No one has ever described Jack Young as an orator. Standing at a podium slapped with the city seal next to a basketball-size crater on North Collington Avenue, Young takes all of 90 seconds to introduce his “Mayor’s 50-Day Pothole Challenge” before handing things over to Department of Transportation director Steve Sharkey.
“One of my top priorities is to clean up this city . . . I encourage all residents to report potholes to 3-1-1 so that together we can improve city roadways,” he says, reading from notes for the televison cameras and promising to fill 5,000 N potholes in just under two months. And that’s it, other than fielding a couple of softballs from the media. Which is not to say the man who assumed Baltimore’s highest office after Catherine Pugh resigned over corruption charges is an individual of few words. Grabbing a shovel, the former City Council president immediately starts chatting up the asphalt crew.

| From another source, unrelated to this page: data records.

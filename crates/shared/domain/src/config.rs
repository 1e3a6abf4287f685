use serde::Deserialize;
use std::ops::{Deref, DerefMut};
use std::path::PathBuf;
use std::sync::Arc;

/// Top-level data binding configuration.
#[derive(Default, Debug, Clone, Deserialize)]
#[serde(default)]
pub struct DataBindConfigInner {
    pub help: HelpConfig,
    pub binding: BindingConfig,
    pub logging: LoggingConfig,
}

/// Thin Arc-wrapped config for inexpensive cloning into registries and contexts.
#[derive(Default, Debug, Clone, Deserialize)]
pub struct DataBindConfig {
    #[serde(flatten, default)]
    inner: Arc<DataBindConfigInner>,
}

impl Deref for DataBindConfig {
    type Target = DataBindConfigInner;

    fn deref(&self) -> &Self::Target {
        &self.inner
    }
}

impl DerefMut for DataBindConfig {
    fn deref_mut(&mut self) -> &mut DataBindConfigInner {
        Arc::make_mut(&mut self.inner)
    }
}

/// Where help pages are looked up and in which locale.
#[derive(Debug, Clone, Deserialize)]
#[serde(default)]
pub struct HelpConfig {
    /// Root directory holding `<TypeName>/help*.html` pages. Doc-comment help only when unset.
    pub dir: Option<PathBuf>,
    pub locale: String,
}

/// Policy applied when an input mapping carries keys that match no parameter.
#[derive(Debug, Clone, Copy, Default, PartialEq, Eq, Deserialize)]
#[serde(rename_all = "snake_case")]
pub enum UnknownParameters {
    /// Fail the read.
    #[default]
    Reject,
    /// Record a warning on the context and continue.
    Warn,
    /// Drop the keys silently.
    Ignore,
}

/// Read/write behavior of reflective models.
#[derive(Debug, Clone, Deserialize)]
#[serde(default)]
pub struct BindingConfig {
    pub unknown_parameters: UnknownParameters,
    /// Accept a bare value for a model with exactly one mandatory parameter.
    pub single_parameter_shorthand: bool,
}

/// Log output of the command-line tools.
#[derive(Debug, Clone, Deserialize)]
#[serde(default)]
pub struct LoggingConfig {
    pub level: String,
    pub dir: Option<PathBuf>,
    pub json: bool,
}

// --- Default ---

impl Default for HelpConfig {
    fn default() -> Self {
        Self { dir: None, locale: "en".to_owned() }
    }
}

impl Default for BindingConfig {
    fn default() -> Self {
        Self { unknown_parameters: UnknownParameters::Reject, single_parameter_shorthand: true }
    }
}

impl Default for LoggingConfig {
    fn default() -> Self {
        Self { level: "warn".to_owned(), dir: None, json: false }
    }
}
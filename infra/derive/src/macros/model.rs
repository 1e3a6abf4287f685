use crate::macros::error::single_generic_type;
use fxhash::FxHashSet;
use proc_macro2::TokenStream;
use quote::quote;
use syn::parse::Parser;
use syn::punctuated::Punctuated;
use syn::{
    Attribute, Data, DeriveInput, Expr, Fields, Generics, Ident, Lit, LitStr, Meta, Path, Token,
    Type, parse_quote,
};

#[derive(Default)]
struct ModelArgs {
    display_name: Option<LitStr>,
    help: Option<LitStr>,
    deprecated: bool,
    krate: Option<Path>,
}

/// How a field is bound to its parameter.
#[derive(Clone, Copy, PartialEq, Eq)]
enum Binding {
    /// Constructor argument: required on read, always written.
    Mandatory,
    /// `Option<T>` property: absent reads as `None`, `None` is not written.
    Optional,
    /// Property falling back to `Default`: omitted on write when equal to the default.
    Defaulted,
    /// Not a parameter at all; filled from `Default` on read.
    Skipped,
}

struct FieldSpec {
    ident: Ident,
    ty: Type,
    name: LitStr,
    binding: Binding,
    deprecated: bool,
    help: Option<String>,
}

/// Expands the `#[data_model]` macro.
pub fn expand_model(args: TokenStream, mut input: DeriveInput) -> TokenStream {
    let args = match parse_model_args(args) {
        Ok(args) => args,
        Err(err) => return err.to_compile_error(),
    };
    if let Some(lifetime) = input.generics.lifetimes().next() {
        return syn::Error::new_spanned(lifetime, "data_model types must own their data")
            .to_compile_error();
    }
    let specs = match field_specs(&input) {
        Ok(specs) => specs,
        Err(err) => return err.to_compile_error(),
    };
    strip_field_attrs(&mut input);

    let krate = args.krate.clone().unwrap_or_else(|| parse_quote!(::databind_kernel));
    let deprecated = args.deprecated || input.attrs.iter().any(|a| a.path().is_ident("deprecated"));
    let help = args.help.as_ref().map(LitStr::value).or_else(|| doc_text(&input.attrs));

    let describable = describable_tokens(&input, &krate, &specs, &args, deprecated, help.as_deref());
    let data_value = data_value_tokens(&input, &krate);

    quote! {
        #input
        #describable
        #data_value
    }
}

fn parse_model_args(args: TokenStream) -> syn::Result<ModelArgs> {
    let metas = Punctuated::<Meta, Token![,]>::parse_terminated.parse2(args)?;
    let mut parsed = ModelArgs::default();

    for meta in metas {
        match &meta {
            Meta::Path(path) if path.is_ident("deprecated") => parsed.deprecated = true,
            Meta::NameValue(nv) if nv.path.is_ident("display_name") => {
                set_once(&mut parsed.display_name, string_literal(&nv.value)?, &meta)?;
            },
            Meta::NameValue(nv) if nv.path.is_ident("help") => {
                set_once(&mut parsed.help, string_literal(&nv.value)?, &meta)?;
            },
            Meta::NameValue(nv) if nv.path.is_ident("crate") => {
                let path = string_literal(&nv.value)?.parse::<Path>()?;
                set_once(&mut parsed.krate, path, &meta)?;
            },
            _ => {
                return Err(syn::Error::new_spanned(
                    meta,
                    "expected `display_name = \"...\"`, `help = \"...\"`, `crate = \"...\"` or `deprecated`",
                ));
            },
        }
    }

    Ok(parsed)
}

fn set_once<T>(slot: &mut Option<T>, value: T, meta: &Meta) -> syn::Result<()> {
    if slot.is_some() {
        return Err(syn::Error::new_spanned(meta, "duplicate data_model argument"));
    }
    *slot = Some(value);
    Ok(())
}

fn string_literal(expr: &Expr) -> syn::Result<LitStr> {
    match expr {
        Expr::Lit(expr_lit) => match &expr_lit.lit {
            Lit::Str(lit) => Ok(lit.clone()),
            other => Err(syn::Error::new_spanned(other, "expected a string literal")),
        },
        other => Err(syn::Error::new_spanned(other, "expected a string literal")),
    }
}

fn field_specs(input: &DeriveInput) -> syn::Result<Vec<FieldSpec>> {
    let Data::Struct(data) = &input.data else {
        return Err(syn::Error::new_spanned(&input.ident, "data_model only supports structs"));
    };
    let Fields::Named(fields) = &data.fields else {
        return Err(syn::Error::new_spanned(
            &input.ident,
            "data_model only supports structs with named fields",
        ));
    };

    let mut seen = FxHashSet::default();
    let mut specs = Vec::with_capacity(fields.named.len());

    for field in &fields.named {
        let Some(ident) = field.ident.clone() else {
            return Err(syn::Error::new_spanned(field, "data_model only supports named fields"));
        };

        let mut rename: Option<LitStr> = None;
        let mut optional = false;
        let mut skip = false;
        let mut deprecated = false;
        let mut help: Option<String> = None;

        for attr in field.attrs.iter().filter(|a| a.path().is_ident("data")) {
            attr.parse_nested_meta(|meta| {
                if meta.path.is_ident("rename") {
                    rename = Some(meta.value()?.parse()?);
                } else if meta.path.is_ident("optional") || meta.path.is_ident("default") {
                    optional = true;
                } else if meta.path.is_ident("skip") {
                    skip = true;
                } else if meta.path.is_ident("deprecated") {
                    deprecated = true;
                } else if meta.path.is_ident("help") {
                    let lit: LitStr = meta.value()?.parse()?;
                    help = Some(lit.value());
                } else {
                    return Err(meta.error(
                        "unknown data attribute, expected rename, optional, default, skip, deprecated or help",
                    ));
                }
                Ok(())
            })?;
        }

        let binding = if skip {
            Binding::Skipped
        } else if single_generic_type(&field.ty, "Option").is_some() {
            Binding::Optional
        } else if optional {
            Binding::Defaulted
        } else {
            Binding::Mandatory
        };

        let name = rename.unwrap_or_else(|| {
            let raw = ident.to_string();
            LitStr::new(raw.strip_prefix("r#").unwrap_or(&raw), ident.span())
        });
        if binding != Binding::Skipped && !seen.insert(name.value()) {
            return Err(syn::Error::new_spanned(
                &name,
                format!("duplicate parameter name `{}`", name.value()),
            ));
        }

        specs.push(FieldSpec {
            ident,
            ty: field.ty.clone(),
            name,
            binding,
            deprecated: deprecated || field.attrs.iter().any(|a| a.path().is_ident("deprecated")),
            help: help.or_else(|| doc_text(&field.attrs)),
        });
    }

    Ok(specs)
}

/// Helper attributes must not survive into the emitted struct.
fn strip_field_attrs(input: &mut DeriveInput) {
    if let Data::Struct(data) = &mut input.data {
        for field in &mut data.fields {
            field.attrs.retain(|a| !a.path().is_ident("data"));
        }
    }
}

/// Joins `///` lines, dropping the single leading space rustdoc inserts.
fn doc_text(attrs: &[Attribute]) -> Option<String> {
    let lines: Vec<String> = attrs
        .iter()
        .filter(|a| a.path().is_ident("doc"))
        .filter_map(|a| match &a.meta {
            Meta::NameValue(nv) => match &nv.value {
                Expr::Lit(expr_lit) => match &expr_lit.lit {
                    Lit::Str(lit) => Some(lit.value()),
                    _ => None,
                },
                _ => None,
            },
            _ => None,
        })
        .map(|line| line.strip_prefix(' ').map_or_else(|| line.clone(), str::to_owned))
        .collect();

    let text = lines.join("\n");
    let text = text.trim();
    (!text.is_empty()).then(|| text.to_owned())
}

fn where_clause_with_bounds(generics: &Generics, krate: &Path) -> TokenStream {
    let mut predicates = generics.where_clause.as_ref().map(|w| w.predicates.clone()).unwrap_or_default();
    for param in generics.type_params() {
        let ident = &param.ident;
        predicates.push(parse_quote!(
            #ident: #krate::DataValue + ::core::marker::Send + ::core::marker::Sync + 'static
        ));
    }

    if predicates.is_empty() { quote! {} } else { quote! { where #predicates } }
}

fn optional_str(value: Option<&str>) -> TokenStream {
    value.map_or_else(
        || quote! { ::core::option::Option::None },
        |v| quote! { ::core::option::Option::Some(#v) },
    )
}

fn describable_tokens(
    input: &DeriveInput,
    krate: &Path,
    specs: &[FieldSpec],
    args: &ModelArgs,
    deprecated: bool,
    help: Option<&str>,
) -> TokenStream {
    let name = &input.ident;
    let (impl_generics, ty_generics, _) = input.generics.split_for_impl();
    let where_clause = where_clause_with_bounds(&input.generics, krate);

    let parameters = specs.iter().filter(|s| s.binding != Binding::Skipped).map(|s| {
        let FieldSpec { ty, name, .. } = s;
        let mandatory = s.binding == Binding::Mandatory;
        let help = s.help.as_ref().map(|h| quote! { .with_help(#h) });
        let deprecated = s.deprecated.then(|| quote! { .deprecated(true) });
        quote! {
            #krate::DataModelParameter::new(
                #name,
                <#ty as #krate::DataValue>::parameter_type(),
                #mandatory,
            ) #help #deprecated
        }
    });

    let reads = specs.iter().map(|s| {
        let FieldSpec { ident, ty, name, .. } = s;
        match s.binding {
            Binding::Mandatory => quote! {
                let #ident: #ty = __arguments.required::<#ty>(#name, __context)?;
            },
            Binding::Optional | Binding::Defaulted => quote! {
                let #ident: #ty = __arguments.optional::<#ty>(#name, __context)?.unwrap_or_default();
            },
            Binding::Skipped => quote! {
                let #ident: #ty = ::core::default::Default::default();
            },
        }
    });
    let idents = specs.iter().map(|s| &s.ident);

    let writes = specs.iter().map(|s| {
        let FieldSpec { ident, ty, name, .. } = s;
        match s.binding {
            Binding::Mandatory => quote! {
                __arguments.insert(#name, &self.#ident, __context)?;
            },
            Binding::Optional => quote! {
                __arguments.insert_optional(#name, &self.#ident, __context)?;
            },
            Binding::Defaulted => quote! {
                if self.#ident != <#ty as ::core::default::Default>::default() {
                    __arguments.insert_optional(#name, &self.#ident, __context)?;
                }
            },
            Binding::Skipped => quote! {},
        }
    });

    let display_name = optional_str(args.display_name.as_ref().map(LitStr::value).as_deref());
    let help = optional_str(help);

    quote! {
        #[allow(deprecated, clippy::used_underscore_binding)]
        #[automatically_derived]
        impl #impl_generics #krate::Describable for #name #ty_generics #where_clause {
            fn parameters() -> ::std::vec::Vec<#krate::DataModelParameter> {
                ::std::vec![#(#parameters),*]
            }

            fn instantiate(
                __arguments: &mut #krate::Arguments,
                __context: &mut #krate::DataContext,
            ) -> ::core::result::Result<Self, #krate::DataError> {
                #(#reads)*
                ::core::result::Result::Ok(Self { #(#idents),* })
            }

            fn uninstantiate(
                &self,
                __arguments: &mut #krate::Arguments,
                __context: &mut #krate::DataContext,
            ) -> ::core::result::Result<(), #krate::DataError> {
                #(#writes)*
                ::core::result::Result::Ok(())
            }

            fn deprecated() -> bool {
                #deprecated
            }

            fn display_name() -> ::core::option::Option<&'static str> {
                #display_name
            }

            fn help() -> ::core::option::Option<&'static str> {
                #help
            }
        }
    }
}

fn data_value_tokens(input: &DeriveInput, krate: &Path) -> TokenStream {
    let name = &input.ident;
    let (impl_generics, ty_generics, _) = input.generics.split_for_impl();
    let where_clause = where_clause_with_bounds(&input.generics, krate);

    quote! {
        #[allow(deprecated)]
        #[automatically_derived]
        impl #impl_generics #krate::DataValue for #name #ty_generics #where_clause {
            fn parameter_type() -> #krate::ParameterType {
                #krate::ParameterType::Model(#krate::ModelRef::of::<Self>())
            }

            fn write_value(
                &self,
                context: &mut #krate::DataContext,
            ) -> ::core::result::Result<#krate::TreeNode, #krate::DataError> {
                #krate::reflect::write_describable(self, context)
            }

            fn read_value(
                node: &#krate::TreeNode,
                context: &mut #krate::DataContext,
            ) -> ::core::result::Result<Self, #krate::DataError> {
                #krate::reflect::read_describable::<Self>(node, context)
            }
        }
    }
}
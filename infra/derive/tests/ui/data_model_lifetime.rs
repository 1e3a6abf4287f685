use databind_derive::data_model;

#[data_model]
struct Borrowed<'a> {
    name: &'a str,
}

fn main() {}
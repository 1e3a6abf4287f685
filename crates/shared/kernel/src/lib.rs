//! Kernel of the data binding crates.
//!
//! A *model* describes one concrete type as an ordered list of named, typed parameters and
//! converts instances of it to and from a [`TreeNode`]. [`ModelSchema`] holds the type-erased
//! half of the contract, [`DataModel`] adds `read` and `write`.
//!
//! ## Reflective models
//! ```rust
//! use databind_kernel::prelude::*;
//!
//! #[data_model]
//! #[derive(Debug, PartialEq)]
//! struct Point {
//!     x: i64,
//!     y: i64,
//! }
//!
//! let model = by_reflection::<Point>().unwrap();
//! assert_eq!(model.describe().unwrap(), "Point(x, y)");
//!
//! let mut context = DataContext::new();
//! let tree = model.write(&Point { x: 1, y: 2 }, &mut context).unwrap();
//! assert_eq!(model.read(&tree, &mut context).unwrap(), Point { x: 1, y: 2 });
//! ```
//!
//! ## Config loading
//! ```rust,ignore
//! use databind_kernel::config::load_config;
//! use databind_kernel::domain::config::DataBindConfig;
//!
//! let cfg: DataBindConfig = load_config(Some("databind.toml"))?;
//! ```

#[allow(unused_extern_crates)]
extern crate self as databind_kernel;

pub mod arguments;
pub mod config;
pub mod context;
pub mod error;
pub mod help;
pub mod model;
pub mod parameter;
pub mod prelude;
pub mod reflect;
pub mod registry;
pub mod types;
pub mod value;

pub use arguments::Arguments;
pub use context::{DataContext, PathSegment};
pub use databind_derive::{data_error, data_model};
pub use databind_domain as domain;
pub use databind_domain::{Mapping, NodeKind, Scalar, TreeNode};
pub use error::{DataError, DataErrorExt};
pub use help::{HelpDirectory, HelpSource};
pub use model::{DataModel, ModelSchema, ModelStack, StackFrame, by_reflection, by_translation};
pub use parameter::{AtomicType, DataModelParameter, ModelRef, ParameterType};
pub use reflect::{Describable, ReflectiveDataModel};
pub use registry::ModelRegistry;
pub use types::TypeInfo;
pub use value::DataValue;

To his credit, Young later seeks out the only neighbor on the block who turned out for this February photo opp. She informed him, of all things, the city’s street sweeping trucks came by too often—“four times a week”—leaving potholes in their wake. Young never heard this complaint before in Baltimore, and he asked the woman if she spoke for her community. She assured him, in fact, she did. (“I go to meetings.”) “Okay, we’ll move the sanitation trucks,” Young responds with a wry glance toward Sharkey. “I’m sure some other neighborhoods could use them.”
This story is from the April 2020 edition of Baltimore magazine.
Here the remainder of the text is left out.